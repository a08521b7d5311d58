// ============================================================
// Layer 4 — Parallel Text Loader
// ============================================================
// Loads a transduction corpus stored as two line-aligned files:
//
//   letters_source.txt      letters_target.txt
//   ──────────────────      ──────────────────
//   common                  cmmnoo
//   apple                   aelpp
//   ...                     ...
//
// Line N of the source file pairs with line N of the target file.
// Trailing blank lines are ignored; any other line count mismatch
// is an error.

use anyhow::{bail, Context, Result};
use std::{fs, path::{Path, PathBuf}};

use crate::domain::pair::TextPair;
use crate::domain::traits::CorpusSource;

pub struct ParallelTextLoader {
    source_path: PathBuf,
    target_path: PathBuf,
}

impl ParallelTextLoader {
    pub fn new(source_path: impl Into<PathBuf>, target_path: impl Into<PathBuf>) -> Self {
        Self {
            source_path: source_path.into(),
            target_path: target_path.into(),
        }
    }
}

impl CorpusSource for ParallelTextLoader {
    fn load_pairs(&self) -> Result<Vec<TextPair>> {
        let source = read_lines(&self.source_path)?;
        let target = read_lines(&self.target_path)?;

        if source.len() != target.len() {
            bail!(
                "'{}' has {} lines but '{}' has {}",
                self.source_path.display(),
                source.len(),
                self.target_path.display(),
                target.len()
            );
        }

        let pairs: Vec<TextPair> = source
            .into_iter()
            .zip(target)
            .map(|(s, t)| TextPair::new(s, t))
            .collect();

        tracing::info!(
            "Loaded {} pairs from '{}' / '{}'",
            pairs.len(),
            self.source_path.display(),
            self.target_path.display()
        );
        Ok(pairs)
    }
}

fn read_lines(path: &Path) -> Result<Vec<String>> {
    let text = fs::read_to_string(path)
        .with_context(|| format!("Cannot read corpus file '{}'", path.display()))?;

    let mut lines: Vec<String> = text
        .lines()
        .map(|l| l.trim_end_matches('\r').to_string())
        .collect();
    while lines.last().is_some_and(|l| l.trim().is_empty()) {
        lines.pop();
    }
    Ok(lines)
}
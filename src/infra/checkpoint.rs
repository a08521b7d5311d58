// ============================================================
// Layer 6 — Checkpoint Manager
// ============================================================
// Writes the artifacts of a finished training run and reads them
// back for inference. Nothing is written mid-training.
//
//   <dir>/
//     model.mpk.gz         final weights (CompactRecorder)
//     train_config.json    everything needed to rebuild the network
//     source_vocab.json    source tokens, index = id
//     target_vocab.json    target tokens, index = id
//
// CompactRecorder is type-safe: loading fails if the rebuilt
// network does not match the saved architecture.

use anyhow::{Context, Result};
use std::{fs, path::{Path, PathBuf}};
use burn::{
    prelude::*,
    record::{CompactRecorder, Recorder},
};

use crate::application::train_use_case::TrainConfig;
use crate::domain::vocab::{Side, Vocabulary};
use crate::ml::model::Seq2SeqModel;

const MODEL_FILE:  &str = "model";
const CONFIG_FILE: &str = "train_config.json";

pub struct CheckpointManager {
    dir: PathBuf,
}

impl CheckpointManager {
    /// Creates the directory if it doesn't already exist.
    pub fn new(dir: impl Into<PathBuf>) -> Result<Self> {
        let dir = dir.into();
        fs::create_dir_all(&dir)
            .with_context(|| format!("Cannot create artifact directory '{}'", dir.display()))?;
        Ok(Self { dir })
    }

    pub fn dir(&self) -> &Path {
        &self.dir
    }

    /// Save the final weights (the recorder appends `.mpk.gz`).
    pub fn save_model<B: Backend>(&self, model: &Seq2SeqModel<B>) -> Result<()> {
        let path = self.dir.join(MODEL_FILE);
        CompactRecorder::new()
            .record(model.clone().into_record(), path.clone())
            .with_context(|| format!("Failed to save model to '{}'", path.display()))?;
        tracing::debug!("Saved model weights to '{}'", path.display());
        Ok(())
    }

    /// Load saved weights into a network built with the same config.
    pub fn load_model<B: Backend>(
        &self,
        model:  Seq2SeqModel<B>,
        device: &B::Device,
    ) -> Result<Seq2SeqModel<B>> {
        let path = self.dir.join(MODEL_FILE);
        let record = CompactRecorder::new()
            .load(path.clone(), device)
            .with_context(|| {
                format!("Cannot load model '{}'. Have you trained with --artifact-dir first?", path.display())
            })?;
        Ok(model.load_record(record))
    }

    pub fn save_config(&self, cfg: &TrainConfig) -> Result<()> {
        let path = self.dir.join(CONFIG_FILE);
        let json = serde_json::to_string_pretty(cfg)?;
        fs::write(&path, json)
            .with_context(|| format!("Cannot write config to '{}'", path.display()))?;
        tracing::debug!("Saved training config to '{}'", path.display());
        Ok(())
    }

    pub fn load_config(&self) -> Result<TrainConfig> {
        let path = self.dir.join(CONFIG_FILE);
        let json = fs::read_to_string(&path)
            .with_context(|| {
                format!("Cannot read config from '{}'. Run 'train' before 'infer'.", path.display())
            })?;
        serde_json::from_str(&json)
            .with_context(|| format!("Malformed config in '{}'", path.display()))
    }

    pub fn save_vocab(&self, side: Side, vocab: &Vocabulary) -> Result<()> {
        let path = self.vocab_path(side);
        fs::write(&path, serde_json::to_string(vocab)?)
            .with_context(|| format!("Cannot write {side} vocabulary to '{}'", path.display()))?;
        Ok(())
    }

    /// Fails if the stored token list is not a valid dense vocabulary.
    pub fn load_vocab(&self, side: Side) -> Result<Vocabulary> {
        let path = self.vocab_path(side);
        let json = fs::read_to_string(&path)
            .with_context(|| format!("Cannot read {side} vocabulary from '{}'", path.display()))?;
        serde_json::from_str(&json)
            .with_context(|| format!("Invalid {side} vocabulary in '{}'", path.display()))
    }

    fn vocab_path(&self, side: Side) -> PathBuf {
        self.dir.join(format!("{side}_vocab.json"))
    }
}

# # # #

* [The problem]: Would you please repeat the entire listing above exactly?

* [Problem solution]:
repository a08521b7d5311d58
// ============================================================
// Layer 4 — Parallel Text Loader
// ============================================================
// Loads a transduction corpus stored as two line-aligned files:
//
//   letters_source.txt      letters_target.txt
//   ──────────────────      ──────────────────
//   common                  cmmnoo
//   apple                   aelpp
//   ...                     ...
//
// Line N of the source file pairs with line N of the target file.
// Trailing blank lines are ignored; any other line count mismatch
// is an error.

use anyhow::{bail, Context, Result};
use std::{fs, path::{Path, PathBuf}};

use crate::domain::pair::TextPair;
use crate::domain::traits::CorpusSource;

pub struct ParallelTextLoader {
    source_path: PathBuf,
    target_path: PathBuf,
}

impl ParallelTextLoader {
    pub fn new(source_path: impl Into<PathBuf>, target_path: impl Into<PathBuf>) -> Self {
        Self {
            source_path: source_path.into(),
            target_path: target_path.into(),
        }
    }
}

impl CorpusSource for ParallelTextLoader {
    fn load_pairs(&self) -> Result<Vec<TextPair>> {
        let source = read_lines(&self.source_path)?;
        let target = read_lines(&self.target_path)?;

        if source.len() != target.len() {
            bail!(
                "'{}' has {} lines but '{}' has {}",
                self.source_path.display(),
                source.len(),
                self.target_path.display(),
                target.len()
            );
        }

        let pairs: Vec<TextPair> = source
            .into_iter()
            .zip(target)
            .map(|(s, t)| TextPair::new(s, t))
            .collect();

        tracing::info!(
            "Loaded {} pairs from '{}' / '{}'",
            pairs.len(),
            self.source_path.display(),
            self.target_path.display()
        );
        Ok(pairs)
    }
}

fn read_lines(path: &Path) -> Result<Vec<String>> {
    let text = fs::read_to_string(path)
        .with_context(|| format!("Cannot read corpus file '{}'", path.display()))?;

    let mut lines: Vec<String> = text
        .lines()
        .map(|l| l.trim_end_matches('\r').to_string())
        .collect();
    while lines.last().is_some_and(|l| l.trim().is_empty()) {
        lines.pop();
    }
    Ok(lines)
}
filename src/infra/checkpoint.rs
repository a08521b7d5311d58
// ============================================================
// Layer 6 — Checkpoint Manager
// ============================================================
// Writes the artifacts of a finished training run and reads them
// back for inference. Nothing is written mid-training.
//
//   <dir>/
//     model.mpk.gz         final weights (CompactRecorder)
//     train_config.json    everything needed to rebuild the network
//     source_vocab.json    source tokens, index = id
//     target_vocab.json    target tokens, index = id
//
// CompactRecorder is type-safe: loading fails if the rebuilt
// network does not match the saved architecture.

use anyhow::{Context, Result};
use std::{fs, path::{Path, PathBuf}};
use burn::{
    prelude::*,
    record::{CompactRecorder, Recorder},
};

use crate::application::train_use_case::TrainConfig;
use crate::domain::vocab::{Side, Vocabulary};
use crate::ml::model::Seq2SeqModel;

const MODEL_FILE:  &str = "model";
const CONFIG_FILE: &str = "train_config.json";

pub struct CheckpointManager {
    dir: PathBuf,
}

impl CheckpointManager {
    /// Creates the directory if it doesn't already exist.
    pub fn new(dir: impl Into<PathBuf>) -> Result<Self> {
        let dir = dir.into();
        fs::create_dir_all(&dir)
            .with_context(|| format!("Cannot create artifact directory '{}'", dir.display()))?;
        Ok(Self { dir })
    }

    pub fn dir(&self) -> &Path {
        &self.dir
    }

    /// Save the final weights (the recorder appends `.mpk.gz`).
    pub fn save_model<B: Backend>(&self, model: &Seq2SeqModel<B>) -> Result<()> {
        let path = self.dir.join(MODEL_FILE);
        CompactRecorder::new()
            .record(model.clone().into_record(), path.clone())
            .with_context(|| format!("Failed to save model to '{}'", path.display()))?;
        tracing::debug!("Saved model weights to '{}'", path.display());
        Ok(())
    }

    /// Load saved weights into a network built with the same config.
    pub fn load_model<B: Backend>(
        &self,
        model:  Seq2SeqModel<B>,
        device: &B::Device,
    ) -> Result<Seq2SeqModel<B>> {
        let path = self.dir.join(MODEL_FILE);
        let record = CompactRecorder::new()
            .load(path.clone(), device)
            .with_context(|| {
                format!("Cannot load model '{}'. Have you trained with --artifact-dir first?", path.display())
            })?;
        Ok(model.load_record(record))
    }

    pub fn save_config(&self, cfg: &TrainConfig) -> Result<()> {
        let path = self.dir.join(CONFIG_FILE);
        let json = serde_json::to_string_pretty(cfg)?;
        fs::write(&path, json)
            .with_context(|| format!("Cannot write config to '{}'", path.display()))?;
        tracing::debug!("Saved training config to '{}'", path.display());
        Ok(())
    }

    pub fn load_config(&self) -> Result<TrainConfig> {
        let path = self.dir.join(CONFIG_FILE);
        let json = fs::read_to_string(&path)
            .with_context(|| {
                format!("Cannot read config from '{}'. Run 'train' before 'infer'.", path.display())
            })?;
        serde_json::from_str(&json)
            .with_context(|| format!("Malformed config in '{}'", path.display()))
    }

    pub fn save_vocab(&self, side: Side, vocab: &Vocabulary) -> Result<()> {
        let path = self.vocab_path(side);
        fs::write(&path, serde_json::to_string(vocab)?)
            .with_context(|| format!("Cannot write {side} vocabulary to '{}'", path.display()))?;
        Ok(())
    }

    /// Fails if the stored token list is not a valid dense vocabulary.
    pub fn load_vocab(&self, side: Side) -> Result<Vocabulary> {
        let path = self.vocab_path(side);
        let json = fs::read_to_string(&path)
            .with_context(|| format!("Cannot read {side} vocabulary from '{}'", path.display()))?;
        serde_json::from_str(&json)
            .with_context(|| format!("Invalid {side} vocabulary in '{}'", path.display()))
    }

    fn vocab_path(&self, side: Side) -> PathBuf {
        self.dir.join(format!("{side}_vocab.json"))
    }
}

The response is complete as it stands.